Assignment: Scan the entries for the word "enum". Every line that has it should be copied.

[Supplied records — start]

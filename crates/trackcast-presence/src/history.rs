//! Played-track history: dwell-gated commits into an append-only log.
//!
//! A track is committed only after it has been the active record for the
//! full dwell window; a commit matching the most recent entry extends that
//! entry's listened time instead of appending a duplicate. The log itself
//! is newline-delimited JSON, newest last.

use std::fs::{File, OpenOptions};
use std::io::{BufRead, BufReader, Write};
use std::path::{Path, PathBuf};

use chrono::{DateTime, Utc};
use thiserror::Error;

use trackcast_core::history::{CommitDecision, DwellTracker, decide_commit};
use trackcast_core::types::HistoryEntry;

#[derive(Debug, Error)]
pub enum HistoryError {
    #[error("history io error: {0}")]
    Io(#[from] std::io::Error),
    #[error("history entry malformed: {0}")]
    Malformed(#[from] serde_json::Error),
}

// ─── Log Backend ──────────────────────────────────────────────────

/// Persistence behind the recorder. Append-only except for the in-place
/// listened-time increment on the newest entry.
pub trait HistoryLog: Send {
    fn append(&mut self, entry: &HistoryEntry) -> Result<(), HistoryError>;

    /// Replace the newest entry (used to extend `total_listened_ms`).
    fn update_last(&mut self, entry: &HistoryEntry) -> Result<(), HistoryError>;

    fn last(&self) -> Result<Option<HistoryEntry>, HistoryError>;

    fn read_all(&self) -> Result<Vec<HistoryEntry>, HistoryError>;
}

/// Newline-delimited JSON file, one entry per line, newest last.
#[derive(Debug)]
pub struct JsonlHistoryLog {
    path: PathBuf,
}

impl JsonlHistoryLog {
    pub fn new(path: impl Into<PathBuf>) -> Self {
        Self { path: path.into() }
    }

    pub fn path(&self) -> &Path {
        &self.path
    }

    fn read_lines(&self) -> Result<Vec<HistoryEntry>, HistoryError> {
        if !self.path.exists() {
            return Ok(Vec::new());
        }
        let reader = BufReader::new(File::open(&self.path)?);
        let mut entries = Vec::new();
        for line in reader.lines() {
            let line = line?;
            if line.trim().is_empty() {
                continue;
            }
            entries.push(serde_json::from_str(&line)?);
        }
        Ok(entries)
    }

    fn write_lines(&self, entries: &[HistoryEntry]) -> Result<(), HistoryError> {
        let mut file = File::create(&self.path)?;
        for entry in entries {
            serde_json::to_writer(&mut file, entry)?;
            file.write_all(b"\n")?;
        }
        Ok(())
    }
}

impl HistoryLog for JsonlHistoryLog {
    fn append(&mut self, entry: &HistoryEntry) -> Result<(), HistoryError> {
        if let Some(parent) = self.path.parent() {
            std::fs::create_dir_all(parent)?;
        }
        let mut file = OpenOptions::new()
            .create(true)
            .append(true)
            .open(&self.path)?;
        serde_json::to_writer(&mut file, entry)?;
        file.write_all(b"\n")?;
        Ok(())
    }

    fn update_last(&mut self, entry: &HistoryEntry) -> Result<(), HistoryError> {
        let mut entries = self.read_lines()?;
        match entries.last_mut() {
            Some(last) => {
                *last = entry.clone();
                self.write_lines(&entries)
            }
            None => self.append(entry),
        }
    }

    fn last(&self) -> Result<Option<HistoryEntry>, HistoryError> {
        Ok(self.read_lines()?.pop())
    }

    fn read_all(&self) -> Result<Vec<HistoryEntry>, HistoryError> {
        self.read_lines()
    }
}

/// In-memory log for tests and ephemeral runs.
#[derive(Debug, Default)]
pub struct MemoryHistoryLog {
    entries: Vec<HistoryEntry>,
}

impl MemoryHistoryLog {
    pub fn new() -> Self {
        Self::default()
    }
}

impl HistoryLog for MemoryHistoryLog {
    fn append(&mut self, entry: &HistoryEntry) -> Result<(), HistoryError> {
        self.entries.push(entry.clone());
        Ok(())
    }

    fn update_last(&mut self, entry: &HistoryEntry) -> Result<(), HistoryError> {
        match self.entries.last_mut() {
            Some(last) => *last = entry.clone(),
            None => self.entries.push(entry.clone()),
        }
        Ok(())
    }

    fn last(&self) -> Result<Option<HistoryEntry>, HistoryError> {
        Ok(self.entries.last().cloned())
    }

    fn read_all(&self) -> Result<Vec<HistoryEntry>, HistoryError> {
        Ok(self.entries.clone())
    }
}

// ─── Recorder ─────────────────────────────────────────────────────

/// What a due commit did to the log.
#[derive(Debug, Clone, Copy, PartialEq, Eq)]
pub enum CommitOutcome {
    Appended,
    Extended,
}

/// Dwell-gated writer over a [`HistoryLog`].
pub struct HistoryRecorder<L> {
    log: L,
    dwell: DwellTracker,
}

impl<L: HistoryLog> HistoryRecorder<L> {
    pub fn new(log: L, dwell_secs: u64) -> Self {
        Self {
            log,
            dwell: DwellTracker::new(dwell_secs),
        }
    }

    /// Observe the reconciled record. `key` must ignore progress so ordinary
    /// playback advancement keeps the dwell timer running.
    pub fn observe(
        &mut self,
        key: &str,
        title: &str,
        artist: &str,
        source: &str,
        now: DateTime<Utc>,
    ) {
        self.dwell.observe(key, title, artist, source, now);
    }

    /// Discard any pending commit (activity cleared or signal lost).
    pub fn discard_pending(&mut self) {
        self.dwell.discard();
    }

    /// Drive the dwell timer. When a commit is due it is applied to the
    /// log: appended if it differs from the newest entry, or folded into
    /// it when the track matches.
    pub fn poll_due(&mut self, now: DateTime<Utc>) -> Option<CommitOutcome> {
        let pending = self.dwell.take_due(now)?;
        let last = match self.log.last() {
            Ok(last) => last,
            Err(e) => {
                tracing::warn!("history log read failed: {e}");
                return None;
            }
        };

        let result = match decide_commit(last.as_ref(), &pending, now) {
            CommitDecision::Append(entry) => {
                tracing::debug!("history: {} — {}", entry.artist, entry.title);
                self.log.append(&entry).map(|()| CommitOutcome::Appended)
            }
            CommitDecision::Extend { additional_ms } => {
                // decide_commit only extends when a last entry exists.
                let Some(mut entry) = last else { return None };
                entry.total_listened_ms = entry.total_listened_ms.saturating_add(additional_ms);
                self.log
                    .update_last(&entry)
                    .map(|()| CommitOutcome::Extended)
            }
        };

        match result {
            Ok(outcome) => Some(outcome),
            Err(e) => {
                tracing::warn!("history commit failed: {e}");
                None
            }
        }
    }

    pub fn log(&self) -> &L {
        &self.log
    }
}

// ─── Tests ────────────────────────────────────────────────────────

[Supplied records — finish]

Answer to the problem:
pub enum HistoryError {
pub enum CommitOutcome {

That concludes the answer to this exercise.